On Dec 21, 2005, at 6:43 AM, Dave Moore wrote:
> The bulk of the time seems to be spent in named_slot_map::iterator
> construction and equals().
>
> In both of those cases, nested calls to std::find_if are searching
> other
> collections for things that are is_callable()...
>
> I see that some bookkeeping is required for handling groups and
> disabled
> slots, etc., but it's not clear to me why find_if() needs to be called
> just
> to compare two iterator values, or to construct an iterator...

Because you need to skip over any disabled or removed slots to properly
compare two iterators. For instance, let's say that X is a callable
slot and O is not. You might have a slot list that looks like this:

        O O O O O O O O O O

Now, you grab iterators "first" to the beginning of the sequence and
"last" to the end of the sequence. If you just compare first and last
directly, you'll think there are callable slots in the sequence... but
there aren't!
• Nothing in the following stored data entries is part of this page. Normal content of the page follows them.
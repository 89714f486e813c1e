// SPDX-License-Identifier: Apache-2.0

//! Turn orchestration
//!
//! One user message runs one turn: model call, then zero or more rounds of
//! tool execution and model calls, strictly in sequence. The conversation is
//! only touched once the turn has ended.

use std::fmt;
use std::str::FromStr;
use std::sync::Arc;

use serde::{Deserialize, Serialize};
use tracing::{debug, error, info, warn};

use tablechat_core::{ChatError, ChatRequest, ChatResult, ChatTransport, Message};

use super::conversation::Conversation;
use crate::config::AppConfig;
use crate::metrics;
use crate::serving::{extract_text, parse_assistant_turn};
use crate::tools::ToolRegistry;

/// Reply when the round-trip budget runs out
pub const ITERATION_LIMIT_REPLY: &str = "Sorry, I could not complete this request within the allowed number of tool calls. \
Please try a more specific question.";

/// What happens after the first round of tool calls
#[derive(Debug, Clone, Copy, Default, PartialEq, Eq, Serialize, Deserialize)]
#[serde(rename_all = "snake_case")]
pub enum ToolLoopMode {
    /// Tool results go back to the model for a synthesized answer
    #[default]
    MultiTurn,
    /// Tool results are the answer; no second model call
    SingleShot,
}

impl ToolLoopMode {
    pub fn as_str(&self) -> &'static str {
        match self {
            ToolLoopMode::MultiTurn => "multi_turn",
            ToolLoopMode::SingleShot => "single_shot",
        }
    }
}

impl fmt::Display for ToolLoopMode {
    fn fmt(&self, f: &mut fmt::Formatter<'_>) -> fmt::Result {
        f.write_str(self.as_str())
    }
}

impl FromStr for ToolLoopMode {
    type Err = ChatError;

    fn from_str(s: &str) -> Result<Self, Self::Err> {
        match s.trim().to_ascii_lowercase().replace('-', "_").as_str() {
            "multi_turn" | "multi" => Ok(ToolLoopMode::MultiTurn),
            "single_shot" | "single" => Ok(ToolLoopMode::SingleShot),
            other => Err(ChatError::configuration(format!(
                "unknown tool loop mode '{}'",
                other
            ))),
        }
    }
}

/// States of one turn
#[derive(Debug, Clone, Copy, PartialEq, Eq)]
pub enum TurnState {
    AwaitingModel,
    ModelRespondedWithText,
    ModelRequestedTools,
    ToolsExecuting,
    IterationLimitReached,
}

/// How a turn ended
#[derive(Debug, Clone, Copy, PartialEq, Eq)]
pub enum TurnEnd {
    /// The model answered with text
    Answered,
    /// Single-shot mode returned the tool outputs
    ToolOutput,
    /// Budget exhausted; the fixed apology was returned
    IterationLimitReached,
    /// A call failed; the reply is the error text
    Failed,
}

#[derive(Debug, Clone, PartialEq)]
pub struct TurnOutcome {
    pub reply: String,
    pub end: TurnEnd,
    /// Model calls made during the turn
    pub round_trips: usize,
}

#[derive(Debug, Clone, PartialEq)]
pub struct OrchestratorSettings {
    pub temperature: f32,
    pub max_tokens: u32,
    /// Maximum model calls per turn in tool mode
    pub max_iterations: usize,
    pub mode: ToolLoopMode,
}

impl Default for OrchestratorSettings {
    fn default() -> Self {
        Self {
            temperature: 0.2,
            max_tokens: 512,
            max_iterations: 5,
            mode: ToolLoopMode::MultiTurn,
        }
    }
}

impl From<&AppConfig> for OrchestratorSettings {
    fn from(config: &AppConfig) -> Self {
        Self {
            temperature: config.temperature,
            max_tokens: config.max_tokens,
            max_iterations: config.max_tool_iterations,
            mode: config.tool_mode,
        }
    }
}

/// Scratch state of a running turn
struct Turn {
    messages: Vec<Message>,
    /// Where the turn's own messages start
    first_new: usize,
    state: TurnState,
    round_trips: usize,
}

impl Turn {
    fn new(conversation: &Conversation, input: &str) -> Self {
        let mut messages = conversation.messages().to_vec();
        let first_new = messages.len();
        messages.push(Message::user(input));
        Self {
            messages,
            first_new,
            state: TurnState::AwaitingModel,
            round_trips: 0,
        }
    }

    fn enter(&mut self, next: TurnState) {
        debug!(from = ?self.state, to = ?next, round_trips = self.round_trips, "Turn transition");
        self.state = next;
    }

    fn into_new_messages(mut self) -> Vec<Message> {
        self.messages.split_off(self.first_new)
    }
}

pub struct ChatOrchestrator {
    transport: Arc<dyn ChatTransport>,
    tools: Option<Arc<ToolRegistry>>,
    settings: OrchestratorSettings,
}

impl ChatOrchestrator {
    /// Without a registry every turn is a single plain chat call
    pub fn new(
        transport: Arc<dyn ChatTransport>,
        tools: Option<Arc<ToolRegistry>>,
        settings: OrchestratorSettings,
    ) -> Self {
        let settings = OrchestratorSettings {
            max_iterations: settings.max_iterations.max(1),
            ..settings
        };
        Self {
            transport,
            tools,
            settings,
        }
    }

    pub fn mode(&self) -> ToolLoopMode {
        self.settings.mode
    }

    pub fn tools_enabled(&self) -> bool {
        self.tools.is_some()
    }

    pub fn settings(&self) -> &OrchestratorSettings {
        &self.settings
    }

    /// Run one user turn to completion.
    ///
    /// On success every message of the turn is appended, tool messages
    /// included. On failure only the user message and an `Error: ...` reply
    /// are appended.
    pub async fn run_turn(&self, conversation: &mut Conversation, input: &str) -> TurnOutcome {
        let mut turn = Turn::new(conversation, input);

        let result = match &self.tools {
            Some(registry) => self.tool_loop(registry, &mut turn).await,
            None => self.plain_call(&mut turn).await,
        };
        let round_trips = turn.round_trips;

        match result {
            Ok((reply, end)) => {
                turn.messages.push(Message::assistant(reply.clone()));
                conversation.commit(turn.into_new_messages());
                info!(round_trips, end = ?end, "Turn finished");
                TurnOutcome {
                    reply,
                    end,
                    round_trips,
                }
            }
            Err(e) => {
                error!(round_trips, error = %e, "Turn failed");
                metrics::record_turn_failure();
                let reply = format!("Error: {}", e);
                conversation.commit(vec![Message::user(input), Message::assistant(reply.clone())]);
                TurnOutcome {
                    reply,
                    end: TurnEnd::Failed,
                    round_trips,
                }
            }
        }
    }

    async fn plain_call(&self, turn: &mut Turn) -> ChatResult<(String, TurnEnd)> {
        let request = ChatRequest::new(
            turn.messages.clone(),
            self.settings.temperature,
            self.settings.max_tokens,
        );
        let payload = self.transport.send(&request).await?;
        turn.round_trips += 1;

        let text = extract_text(&payload)?;
        turn.enter(TurnState::ModelRespondedWithText);
        Ok((text, TurnEnd::Answered))
    }

    async fn tool_loop(&self, registry: &ToolRegistry, turn: &mut Turn) -> ChatResult<(String, TurnEnd)> {
        let definitions = registry.definitions();

        loop {
            if turn.round_trips >= self.settings.max_iterations {
                turn.enter(TurnState::IterationLimitReached);
                warn!(
                    max_iterations = self.settings.max_iterations,
                    "Tool loop budget exhausted"
                );
                metrics::record_iteration_limit();
                return Ok((ITERATION_LIMIT_REPLY.to_string(), TurnEnd::IterationLimitReached));
            }

            let request = ChatRequest::new(
                turn.messages.clone(),
                self.settings.temperature,
                self.settings.max_tokens,
            )
            .with_tools(definitions.clone());
            let payload = self.transport.send(&request).await?;
            turn.round_trips += 1;

            let assistant = parse_assistant_turn(&payload)?;
            if !assistant.requests_tools() {
                turn.enter(TurnState::ModelRespondedWithText);
                return Ok((assistant.content.unwrap_or_default(), TurnEnd::Answered));
            }

            turn.enter(TurnState::ModelRequestedTools);
            turn.messages.push(Message::assistant_tool_calls(
                assistant.content.clone(),
                assistant.tool_calls.clone(),
            ));

            turn.enter(TurnState::ToolsExecuting);
            let mut outputs = Vec::with_capacity(assistant.tool_calls.len());
            for call in &assistant.tool_calls {
                debug!(tool = %call.name, id = %call.id, "Executing tool call");
                let output = registry.execute(&call.name, &call.arguments).await;
                turn.messages.push(Message::tool(call.id.clone(), output.clone()));
                outputs.push(output);
            }

            if self.settings.mode == ToolLoopMode::SingleShot {
                return Ok((outputs.join("\n\n"), TurnEnd::ToolOutput));
            }
            turn.enter(TurnState::AwaitingModel);
        }
    }
}

#[cfg(test)]
mod tests {
    use super::*;

    #[test]
    fn mode_parsing() {
        assert_eq!("multi_turn".parse::<ToolLoopMode>().unwrap(), ToolLoopMode::MultiTurn);
        assert_eq!("Single-Shot".parse::<ToolLoopMode>().unwrap(), ToolLoopMode::SingleShot);
        assert!("both".parse::<ToolLoopMode>().unwrap_err().is_configuration());
        assert_eq!(
            serde_json::to_string(&ToolLoopMode::SingleShot).unwrap(),
            "\"single_shot\""
        );
    }

    #[test]
    fn settings_follow_config() {
        let config = AppConfig {
            max_tool_iterations: 3,
            tool_mode: ToolLoopMode::SingleShot,
            ..AppConfig::default()
        };
        let settings = OrchestratorSettings::from(&config);
        assert_eq!(settings.max_iterations, 3);
        assert_eq!(settings.mode, ToolLoopMode::SingleShot);
    }
}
So, when you initialize first, you need to move it
forward until you hit an X. In this case, you hit the end of the list
first.

Now imagine we have this:

        O O X X X X X X X X

We skip over the first two O's, then hit an X. We call that slot, but
it decides to disconnect all of the remaining slots:

        O O O O O O O O O O

Now when we compare "first != last" again, we need to move "first" to
the end of the list to determine that there are no more callable slots.
See, for instance, the filter_iterator adaptor from the iterator
adaptors library.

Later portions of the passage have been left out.